Others we see at a remove.  The League perhaps changes the least of any group or faction; their desire for hidden power and wealth remains mostly constant throughout the series and here in The Sacred Band serves as a counter-example of the moral epiphanies that others experience.  The Auldek are much more complex than the superhuman, cool, distant portrayals found in The Other Lands.  As the story here progresses, their motivations become more understandable even if the root cause is still deplorable.  The Santoth are revealed to be much different than how they appeared in Acacia.  At first, their change was puzzling before more information revealed just how subtly Durham had established their characters and motivations in the first volume.

With this disparate set of characters, it would have been relatively easy for Durham to have set up a black/white, good/evil dichotomy and let the two forces battle it out.  He does not do this.  Although there is some fighting and although there is some suffering and loss of life through external conflict, the main struggle is internalized and reveals itself in little passages such as the quote involving Dariel and a mystic who haunts the remains of an ancient castle.  How does one combat indifference and casual cruelty?  For some, the answer likes in the creation of new, voluntary bonds that shatter the old chains, forming "sacred bands" that are stronger because people give freely of their own volition rather than having their lives and souls taken from them.  For others, it is the admission that they do not and cannot run the show and that advancement is made by submission to this rather than fighting against the realization that one cannot reform others if s/he cannot accept self-reformation.

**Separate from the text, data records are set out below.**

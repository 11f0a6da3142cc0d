//! Transactional outbox for events that must not be lost.
//!
//! Rows are written in the same transaction as the state change they
//! describe. The writer publishes right after commit; [`OutboxRelay`] sweeps
//! up whatever is still unpublished after a grace period.

use std::sync::Arc;
use std::time::Duration;

use async_trait::async_trait;
use chrono::{DateTime, Utc};
use tokio_util::sync::CancellationToken;
use uuid::Uuid;

use crate::context::Ctx;
use crate::error::Result;
use crate::event::{Event, EventCode, EventPublisher};

#[derive(Debug, Clone, PartialEq, Eq)]
pub struct OutboxEvent {
    pub id: Uuid,
    pub code: EventCode,
    pub data: String,
    pub attempts: i32,
    pub last_error: Option<String>,
    pub created_at: DateTime<Utc>,
    pub published_at: Option<DateTime<Utc>>,
}

impl OutboxEvent {
    pub fn new(event: &Event) -> Self {
        Self {
            id: crate::uuid::uuidv7(),
            code: event.code,
            data: event.data.clone(),
            attempts: 0,
            last_error: None,
            created_at: Utc::now(),
            published_at: None,
        }
    }

    pub fn event(&self) -> Event {
        Event {
            code: self.code,
            data: self.data.clone(),
        }
    }
}

#[async_trait]
pub trait OutboxStore: Send + Sync {
    /// Unpublished rows created before `older_than`, oldest first.
    async fn pending_outbox_events(&self, older_than: DateTime<Utc>, limit: i64) -> Result<Vec<OutboxEvent>>;

    async fn mark_outbox_published(&self, id: Uuid) -> Result<()>;

    async fn record_outbox_failure(&self, id: Uuid, error: &str) -> Result<()>;

    /// Delete rows published before `published_before`; returns the count.
    async fn delete_published_outbox_events(&self, published_before: DateTime<Utc>) -> Result<u64>;
}

#[derive(Debug, Clone)]
pub struct RelayConfig {
    pub poll_interval: Duration,
    /// Rows younger than this are left to the writer's own publish.
    pub grace: Duration,
    pub max_backoff: Duration,
    pub batch_size: i64,
    /// Published rows are kept this long.
    pub retention: Duration,
}

impl Default for RelayConfig {
    fn default() -> Self {
        Self {
            poll_interval: Duration::from_secs(5),
            grace: Duration::from_secs(30),
            max_backoff: Duration::from_secs(300),
            batch_size: 100,
            retention: Duration::from_secs(7 * 24 * 60 * 60),
        }
    }
}

pub struct OutboxRelay {
    store: Arc<dyn OutboxStore>,
    publisher: EventPublisher,
    config: RelayConfig,
}

impl OutboxRelay {
    pub fn new(store: Arc<dyn OutboxStore>, publisher: EventPublisher, config: RelayConfig) -> Self {
        Self {
            store,
            publisher,
            config,
        }
    }

    /// Poll until `cancel` fires. Failed rounds back off exponentially up to
    /// `max_backoff`; a clean round resets the delay.
    pub async fn run(&self, cancel: CancellationToken) {
        tracing::info!("outbox relay started");
        let mut delay = self.config.poll_interval;
        loop {
            tokio::select! {
                _ = cancel.cancelled() => break,
                _ = tokio::time::sleep(delay) => {}
            }
            let ctx = Ctx::with_token(cancel.child_token(), crate::context::DEFAULT_TIMEOUT);
            delay = match self.relay_once(&ctx).await {
                Ok(report) if report.failed == 0 => self.config.poll_interval,
                Ok(report) => {
                    tracing::warn!(failed = report.failed, "outbox relay round had failures");
                    next_backoff(delay, self.config.max_backoff)
                }
                Err(e) => {
                    tracing::error!(error = %e, "outbox relay round failed");
                    next_backoff(delay, self.config.max_backoff)
                }
            };
        }
        tracing::info!("outbox relay stopped");
    }

    /// Publish one batch of pending rows, then prune rows published longer
    /// than `retention` ago.
    pub async fn relay_once(&self, ctx: &Ctx) -> Result<RelayReport> {
        let grace = chrono::Duration::from_std(self.config.grace).unwrap_or(chrono::Duration::zero());
        let pending = ctx
            .run(
                "load pending outbox events",
                self.store
                    .pending_outbox_events(Utc::now() - grace, self.config.batch_size),
            )
            .await?;

        let mut report = RelayReport::default();
        for row in pending {
            match self.publisher.publish(ctx, &row.event()).await {
                Ok(()) => {
                    ctx.run("mark outbox published", self.store.mark_outbox_published(row.id))
                        .await?;
                    report.published += 1;
                }
                Err(e) => {
                    tracing::warn!(event_id = %row.id, code = %row.code, attempts = row.attempts + 1, error = %e, "outbox publish failed");
                    ctx.run(
                        "record outbox failure",
                        self.store.record_outbox_failure(row.id, &e.to_string()),
                    )
                    .await?;
                    report.failed += 1;
                }
            }
        }
        if report.published > 0 {
            tracing::info!(published = report.published, "outbox events relayed");
        }

        let retention =
            chrono::Duration::from_std(self.config.retention).unwrap_or(chrono::Duration::MAX);
        let cutoff = Utc::now()
            .checked_sub_signed(retention)
            .unwrap_or(DateTime::<Utc>::MIN_UTC);
        report.pruned = ctx
            .run(
                "prune published outbox events",
                self.store.delete_published_outbox_events(cutoff),
            )
            .await?;
        if report.pruned > 0 {
            tracing::debug!(pruned = report.pruned, "pruned published outbox events");
        }
        Ok(report)
    }
}

#[derive(Debug, Clone, Copy, Default, PartialEq, Eq)]
pub struct RelayReport {
    pub published: usize,
    pub failed: usize,
    pub pruned: u64,
}

fn next_backoff(current: Duration, max: Duration) -> Duration {
    current.saturating_mul(2).min(max)
}

#[cfg(test)]
mod tests {
    use super::*;
    use crate::bus::memory::MemoryBus;
    use crate::event::QueueMap;
    use crate::store::memory::MemoryStore;

    fn relay(store: &MemoryStore, bus: &MemoryBus) -> OutboxRelay {
        OutboxRelay::new(
            Arc::new(store.clone()),
            EventPublisher::new(Arc::new(bus.clone()), QueueMap::default()),
            RelayConfig {
                grace: Duration::ZERO,
                ..RelayConfig::default()
            },
        )
    }

    #[test]
    fn backoff_doubles_and_caps() {
        let max = Duration::from_secs(10);
        assert_eq!(next_backoff(Duration::from_secs(2), max), Duration::from_secs(4));
        assert_eq!(next_backoff(Duration::from_secs(8), max), max);
    }

    #[tokio::test]
    async fn relay_publishes_pending_rows_once() {
        let store = MemoryStore::new();
        let bus = MemoryBus::new();
        store.push_outbox(OutboxEvent::new(&Event::password_updated(Uuid::nil())));

        let relay = relay(&store, &bus);
        let ctx = Ctx::background();
        let report = relay.relay_once(&ctx).await.unwrap();
        assert_eq!(report.published, 1);
        assert_eq!(report.failed, 0);
        assert_eq!(bus.published("password-updated").len(), 1);

        let report = relay.relay_once(&ctx).await.unwrap();
        assert_eq!(report, RelayReport::default());
    }

    #[tokio::test]
    async fn relay_records_failures_and_retries() {
        let store = MemoryStore::new();
        let bus = MemoryBus::new();
        let row = OutboxEvent::new(&Event::password_updated(Uuid::nil()));
        store.push_outbox(row.clone());
        bus.fail_publish(true);

        let relay = relay(&store, &bus);
        let ctx = Ctx::background();
        let report = relay.relay_once(&ctx).await.unwrap();
        assert_eq!(report.failed, 1);
        let pending = store.outbox_rows();
        assert_eq!(pending[0].attempts, 1);
        assert!(pending[0].last_error.is_some());

        bus.fail_publish(false);
        let report = relay.relay_once(&ctx).await.unwrap();
        assert_eq!(report.published, 1);
        assert!(store.outbox_rows()[0].published_at.is_some());
    }

    #[tokio::test]
    async fn relay_prunes_rows_past_retention() {
        let store = MemoryStore::new();
        let bus = MemoryBus::new();
        let mut old = OutboxEvent::new(&Event::password_updated(Uuid::nil()));
        old.published_at = Some(Utc::now() - chrono::Duration::days(8));
        let mut recent = OutboxEvent::new(&Event::password_updated(Uuid::nil()));
        recent.published_at = Some(Utc::now() - chrono::Duration::days(1));
        let pending = OutboxEvent::new(&Event::password_updated(Uuid::nil()));
        store.push_outbox(old);
        store.push_outbox(recent.clone());
        store.push_outbox(pending.clone());
        bus.fail_publish(true);

        let report = relay(&store, &bus).relay_once(&Ctx::background()).await.unwrap();
        assert_eq!(report.pruned, 1);
        let ids: Vec<Uuid> = store.outbox_rows().iter().map(|r| r.id).collect();
        assert_eq!(ids, vec![recent.id, pending.id]);
    }

    #[tokio::test]
    async fn relay_stops_on_cancel() {
        let store = MemoryStore::new();
        let bus = MemoryBus::new();
        let relay = relay(&store, &bus);
        let cancel = CancellationToken::new();
        cancel.cancel();
        relay.run(cancel).await;
    }
}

Durham rarely rings a false note during the course of The Sacred Band.  Characters that might have seemed oddly cold and distant in the first volume have by the end of the third gained a depth of character and voice that is rarely found in epic fantasies and is not that common in other, more character-oriented literary genres.  The final pages bring full circle the promise of the earlier volumes, making The Sacred Band one of the most satisfying and fulfilling epic fantasy conclusions that I have read in recent years.  The Sacred Band is easily one of the best 2011 epic fantasy releases and it is one that I highly recommend to readers here.